Report toomanyopenfile error

(2) to solve:

* solution

Echo "> > / etc/security/limits.conf echo" * softnproc65535 "> > / etc/security/limits.conf echo" * hardnproc65535 "> > / etc/security/limits.conf echo" * softnofile65535 "> > / etc/security/limits.conf echo" * hardnofile65535 "> > / etc/security/limits.conf echo" > > / root/.bash_profile echo "ulimit-n65535" > > / root/.bash_profile echo "ulimit-u65535" > > / root/.bash_profile

* restart the machine or execute:

Ulimit-u655345&&ulimit-n65535

10. Disk space problems caused by ibdata1 and mysql-bin

(1) question:

2.51 disk space alarm. After checking, it is found that ibdata1 and mysql-bin logs take up too much space (among them, ibdata1 exceeds 120g, MySQL bin exceeds 80g)

(2) reasons:

Bdata1 is a storage format. In the INNODB type data state, ibdata1 is used to store the data and indexes of files, while the table files in the folder of the library name are just structures.

The innodb storage engine has two ways to manage table spaces, which are:

Shared tablespaces (which can be split into multiple small tablespace files), which is the method used by most of our databases at present

Independent tablespaces, each table has a separate tablespace (disk file)

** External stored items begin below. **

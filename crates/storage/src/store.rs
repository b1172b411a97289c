// SPDX-License-Identifier: BUSL-1.1
// Copyright (c) 2026 Alfred Jean LLC

//! Event & Snapshot Store: a single SQLite database behind a
//! single-writer `Mutex<Connection>`, matching the teacher's WAL
//! group-commit discipline in spirit (serialize writes, let reads proceed
//! freely) but backed by SQL tables per the external interfaces' literal
//! schema instead of a JSONL file pair.
//!
//! `log_event` and `save_snapshot` never propagate a `StoreError` to the
//! caller: per the error handling design, a persistence failure is logged
//! and dropped, and in-memory state remains authoritative. Only
//! `load_snapshots` (the recovery scan) and `recent_events` (a read path
//! with no safe silent default) return `Result`.

use crate::error::StoreError;
use crate::events::{EventFilter, EventRecord};
use crate::schema;
use af_core::{Agent, AgentId, AgentStatus, Event};
use chrono::Utc;
use parking_lot::Mutex;
use rusqlite::{params, Connection, OptionalExtension};
use std::path::Path;

/// Append-only event log plus one-row-per-agent snapshot table, per
/// spec §4.3.
pub struct Store {
    conn: Mutex<Connection>,
}

fn status_str(status: AgentStatus) -> &'static str {
    match status {
        AgentStatus::Starting => "starting",
        AgentStatus::Working => "working",
        AgentStatus::WaitingInput => "waiting_input",
        AgentStatus::Idle => "idle",
        AgentStatus::Error => "error",
        AgentStatus::Stopped => "stopped",
    }
}

fn status_from_str(agent_id: &str, s: &str) -> Result<AgentStatus, StoreError> {
    match s {
        "starting" => Ok(AgentStatus::Starting),
        "working" => Ok(AgentStatus::Working),
        "waiting_input" => Ok(AgentStatus::WaitingInput),
        "idle" => Ok(AgentStatus::Idle),
        "error" => Ok(AgentStatus::Error),
        "stopped" => Ok(AgentStatus::Stopped),
        other => Err(StoreError::UnknownStatus(agent_id.to_string(), other.to_string())),
    }
}

impl Store {
    /// Open (creating if absent) the SQLite database at `path` and apply
    /// the schema.
    pub fn open(path: &Path) -> Result<Self, StoreError> {
        let conn = Connection::open(path)?;
        schema::migrate(&conn)?;
        Ok(Self {
            conn: Mutex::new(conn),
        })
    }

    /// In-memory database, for tests and ephemeral deployments.
    pub fn open_in_memory() -> Result<Self, StoreError> {
        let conn = Connection::open_in_memory()?;
        schema::migrate(&conn)?;
        Ok(Self {
            conn: Mutex::new(conn),
        })
    }

    /// Append one event row. Swallows and logs failures per the error
    /// handling design — callers never need to handle a `log_event`
    /// error.
    pub fn log_event(&self, event: &Event) {
        let (Some(agent_id), Some(project)) = (event.agent_id(), event.project()) else {
            // `Event::Custom` carries neither; nothing to index on, drop it.
            tracing::warn!("dropping event with no agent_id/project");
            return;
        };
        if let Err(e) = self.try_log_event(agent_id, project, event) {
            tracing::error!(error = %e, agent_id = %agent_id, "failed to log event");
        }
    }

    fn try_log_event(&self, agent_id: &AgentId, project: &str, event: &Event) -> Result<(), StoreError> {
        let payload = serde_json::to_string(&event.to_payload())?;
        let conn = self.conn.lock();
        conn.execute(
            "INSERT INTO events (agent_id, project, kind, payload, ts) VALUES (?1, ?2, ?3, ?4, ?5)",
            params![agent_id.as_str(), project, event.kind(), payload, Utc::now().to_rfc3339()],
        )?;
        Ok(())
    }

    /// Upsert the snapshot row for `agent.id`. Swallows and logs
    /// failures; the in-memory `Agent` the caller holds remains
    /// authoritative.
    pub fn save_snapshot(&self, agent: &Agent) {
        if let Err(e) = self.try_save_snapshot(agent) {
            tracing::error!(error = %e, agent_id = %agent.id, "failed to save snapshot");
        }
    }

    fn try_save_snapshot(&self, agent: &Agent) -> Result<(), StoreError> {
        let conn = self.conn.lock();
        conn.execute(
            "INSERT INTO snapshots (
                agent_id, project, session_name, branch_name, status, task, profile,
                created_at, last_activity, last_response, last_user_message,
                sub_agent_count, needs_attention, location, parked, last_output
             ) VALUES (?1,?2,?3,?4,?5,?6,?7,?8,?9,?10,?11,?12,?13,?14,?15,?16)
             ON CONFLICT(agent_id) DO UPDATE SET
                project = excluded.project,
                session_name = excluded.session_name,
                branch_name = excluded.branch_name,
                status = excluded.status,
                task = excluded.task,
                profile = excluded.profile,
                last_activity = excluded.last_activity,
                last_response = excluded.last_response,
                last_user_message = excluded.last_user_message,
                sub_agent_count = excluded.sub_agent_count,
                needs_attention = excluded.needs_attention,
                location = excluded.location,
                parked = excluded.parked,
                last_output = excluded.last_output",
            params![
                agent.id.as_str(),
                agent.project,
                agent.session_name,
                agent.branch_name,
                status_str(agent.status),
                agent.task,
                agent.profile_name,
                agent.created_at_epoch_ms.to_string(),
                agent.last_activity_epoch_ms.to_string(),
                agent.last_response,
                agent.last_user_message,
                agent.sub_agent_count,
                agent.needs_attention as i64,
                agent.workspace_path.to_string_lossy().to_string(),
                agent.parked as i64,
                agent.last_output,
            ],
        )?;
        Ok(())
    }

    /// All snapshots whose status is not `stopped`, for recovery scans.
    pub fn load_snapshots(&self) -> Result<Vec<Agent>, StoreError> {
        let conn = self.conn.lock();
        let mut stmt = conn.prepare(
            "SELECT agent_id, project, session_name, branch_name, status, task, profile,
                    created_at, last_activity, last_response, last_user_message,
                    sub_agent_count, needs_attention, location, parked, last_output
             FROM snapshots WHERE status != 'stopped'",
        )?;
        let rows = stmt.query_map([], |row| {
            let agent_id: String = row.get(0)?;
            let status: String = row.get(4)?;
            let created_at: String = row.get(7)?;
            let last_activity: String = row.get(8)?;
            Ok((
                agent_id,
                row.get::<_, String>(1)?,
                row.get::<_, String>(2)?,
                row.get::<_, String>(3)?,
                status,
                row.get::<_, String>(5)?,
                row.get::<_, Option<String>>(6)?,
                created_at,
                last_activity,
                row.get::<_, Option<String>>(9)?,
                row.get::<_, Option<String>>(10)?,
                row.get::<_, u32>(11)?,
                row.get::<_, i64>(12)? != 0,
                row.get::<_, String>(13)?,
                row.get::<_, i64>(14)? != 0,
                row.get::<_, String>(15)?,
            ))
        })?;

        let mut out = Vec::new();
        for row in rows {
            let (
                agent_id,
                project,
                session_name,
                branch_name,
                status,
                task,
                profile,
                created_at,
                last_activity,
                last_response,
                last_user_message,
                sub_agent_count,
                needs_attention,
                location,
                parked,
                last_output,
            ) = row?;
            out.push(Agent {
                id: AgentId::new(agent_id.clone()),
                project,
                session_name,
                workspace_path: location.into(),
                branch_name,
                status: status_from_str(&agent_id, &status)?,
                created_at_epoch_ms: created_at.parse().unwrap_or(0),
                last_activity_epoch_ms: last_activity.parse().unwrap_or(0),
                task,
                profile_name: profile,
                sub_agent_count,
                needs_attention,
                parked,
                last_output,
                last_response,
                last_user_message,
            });
        }
        Ok(out)
    }

    /// Chronological tail query (oldest first) matching `filter`, capped
    /// at `limit` rows, reading the most recent `limit` rows.
    pub fn recent_events(&self, filter: &EventFilter, limit: usize) -> Result<Vec<EventRecord>, StoreError> {
        let conn = self.conn.lock();
        let mut sql = String::from(
            "SELECT id, agent_id, project, kind, payload, ts FROM events WHERE 1=1",
        );
        let mut args: Vec<Box<dyn rusqlite::ToSql>> = Vec::new();
        if let Some(agent_id) = &filter.agent_id {
            sql.push_str(" AND agent_id = ?");
            args.push(Box::new(agent_id.as_str().to_string()));
        }
        if let Some(project) = &filter.project {
            sql.push_str(" AND project = ?");
            args.push(Box::new(project.clone()));
        }
        if let Some(kind) = &filter.kind {
            sql.push_str(" AND kind = ?");
            args.push(Box::new(kind.clone()));
        }
        sql.push_str(" ORDER BY id DESC LIMIT ?");
        args.push(Box::new(limit as i64));

        let mut stmt = conn.prepare(&sql)?;
        let param_refs: Vec<&dyn rusqlite::ToSql> = args.iter().map(|b| b.as_ref()).collect();
        let rows = stmt.query_map(param_refs.as_slice(), |row| {
            let payload_text: String = row.get(4)?;
            let ts_text: String = row.get(5)?;
            Ok((
                row.get::<_, i64>(0)?,
                row.get::<_, String>(1)?,
                row.get::<_, String>(2)?,
                row.get::<_, String>(3)?,
                payload_text,
                ts_text,
            ))
        })?;

        let mut out = Vec::new();
        for row in rows {
            let (id, agent_id, project, kind, payload_text, ts_text) = row?;
            let payload = serde_json::from_str(&payload_text)?;
            let ts = chrono::DateTime::parse_from_rfc3339(&ts_text)
                .map(|dt| dt.with_timezone(&Utc))
                .unwrap_or_else(|_| Utc::now());
            out.push(EventRecord {
                id,
                agent_id: AgentId::new(agent_id),
                project,
                kind,
                payload,
                ts,
            });
        }
        // Rows came back newest-first (for an efficient LIMIT); restore
        // chronological order for callers doing a tail-replay.
        out.reverse();
        Ok(out)
    }

    /// Whether a snapshot row exists for `agent_id`, mainly for tests
    /// asserting the single-row invariant.
    pub fn snapshot_exists(&self, agent_id: &AgentId) -> Result<bool, StoreError> {
        let conn = self.conn.lock();
        let found: Option<i64> = conn
            .query_row(
                "SELECT 1 FROM snapshots WHERE agent_id = ?1",
                params![agent_id.as_str()],
                |row| row.get(0),
            )
            .optional()?;
        Ok(found.is_some())
    }
}

#[cfg(test)]
#[path = "store_tests.rs"]
mod tests;
use super::*;
use af_core::test_support::test_agent;

fn sample(agent_id: &str) -> UpdateMessage {
    UpdateMessage::AgentUpdate { agent: test_agent(agent_id, "demo") }
}

#[tokio::test]
async fn a_published_message_reaches_every_subscriber() {
    let hub = BroadcastHub::new(8, Duration::from_secs(30));
    let sub_a = hub.subscribe();
    let sub_b = hub.subscribe();

    hub.publish(sample("a1b2c3"));

    let got_a = sub_a.recv().await;
    let got_b = sub_b.recv().await;
    assert!(matches!(got_a, UpdateMessage::AgentUpdate { .. }));
    assert!(matches!(got_b, UpdateMessage::AgentUpdate { .. }));
}

#[tokio::test]
async fn a_full_mailbox_drops_the_oldest_message() {
    let hub = BroadcastHub::new(2, Duration::from_secs(30));
    let sub = hub.subscribe();

    hub.publish(sample("111111"));
    hub.publish(sample("222222"));
    hub.publish(sample("333333"));

    let first = sub.recv().await;
    let second = sub.recv().await;
    assert!(matches!(first, UpdateMessage::AgentUpdate { agent } if agent.id.as_str() == "222222"));
    assert!(matches!(second, UpdateMessage::AgentUpdate { agent } if agent.id.as_str() == "333333"));
    assert!(sub.try_recv().is_none());
}

#[tokio::test]
async fn dropping_a_subscription_removes_it_from_the_hub() {
    let hub = BroadcastHub::new(8, Duration::from_secs(30));
    let sub = hub.subscribe();
    assert_eq!(hub.subscriber_count(), 1);
    drop(sub);
    assert_eq!(hub.subscriber_count(), 0);
}

#[tokio::test]
async fn dropping_one_subscriber_does_not_affect_another() {
    let hub = BroadcastHub::new(8, Duration::from_secs(30));
    let sub_a = hub.subscribe();
    let sub_b = hub.subscribe();
    drop(sub_a);

    hub.publish(sample("abcdef"));
    let got = sub_b.recv().await;
    assert!(matches!(got, UpdateMessage::AgentUpdate { .. }));
}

For the two management methods, each has its own advantages and disadvantages, as follows:

① shared tablespaces:

Advantages: tablespaces can be divided into multiple files and stored on different disks (tablespace file size is not limited by table size, a table can be distributed over out-of-sync files)

Disadvantages:

If all the data and indexes are stored in one file, as the data increases, there will be a large file. Although a large file can be divided into multiple small files, multiple tables and indexes are mixed and stored in the table space. In this way, there will be a lot of gaps in the table space after a large number of deletions are done on a table.

In the case of shared tablespace management, once the tablespace is allocated, it cannot be retracted. When the operation table space of temporary indexing or creating a temporary table is expanded, there is no way to shrink that part of the space even by deleting the related table.

② independent tablespaces:

In the configuration file (my.cnf), set:

Innodb_file_per_table

Features: each table has its own independent tablespace; the data and indexes of each table will exist in its own tablespace.

Advantages: the disk space corresponding to the tablespace can be reclaimed (the Droptable operation automatically reclaims the tablespace, if the table after deleting a large amount of data can use: altertabletbl_nameengine=innodb; to retract the unused space.

Disadvantages:

If the single table increases too much, such as more than 100G, the performance will also be affected. In this case, if you use shared tablespaces, you can separate files, but there is also a problem. If the scope of access is too large, it will also access multiple files, which will also be slow.

If you use independent tablespaces, you can consider using partitioned tables to alleviate the problem to some extent. In addition, when independent tablespace mode is enabled, the setting of the innodb_open_files parameter needs to be adjusted reasonably.

(3) to solve:

① ibdata1 data is too large: only through dump, export the sql statement to build the database, and then rebuild the method.

② mysql-binLog is too large:

Manually delete:

Delete a log:

Mysql > PURGEMASTERLOGSTO'mysql-bin.010'

Delete the log from a certain day:

Mysql > PURGEMASTERLOGSBEFORE'2010-12-2213 purl 0000'

Set bin-log logs to be saved only for N days in / etc/my.cnf

Number of days automatically deleted by expire_logs_days=30//BinaryLog

Summary of troubleshooting

After reading the above, have you mastered the common problems and solutions of Linux operation and maintenance? If you want to learn more skills or want to know more about it, you are welcome to follow the industry information channel, thank you for reading!

Welcome to subscribe "Shulou Technology Information " to get latest news, interesting things and hot topics in the IT industry, and controls the hottest and latest Internet news, technology news and IT industry trends.

*The comments in the above article only represent the author's personal views and do not represent the views and positions of this website. If you have more insights, please feel free to contribute and share.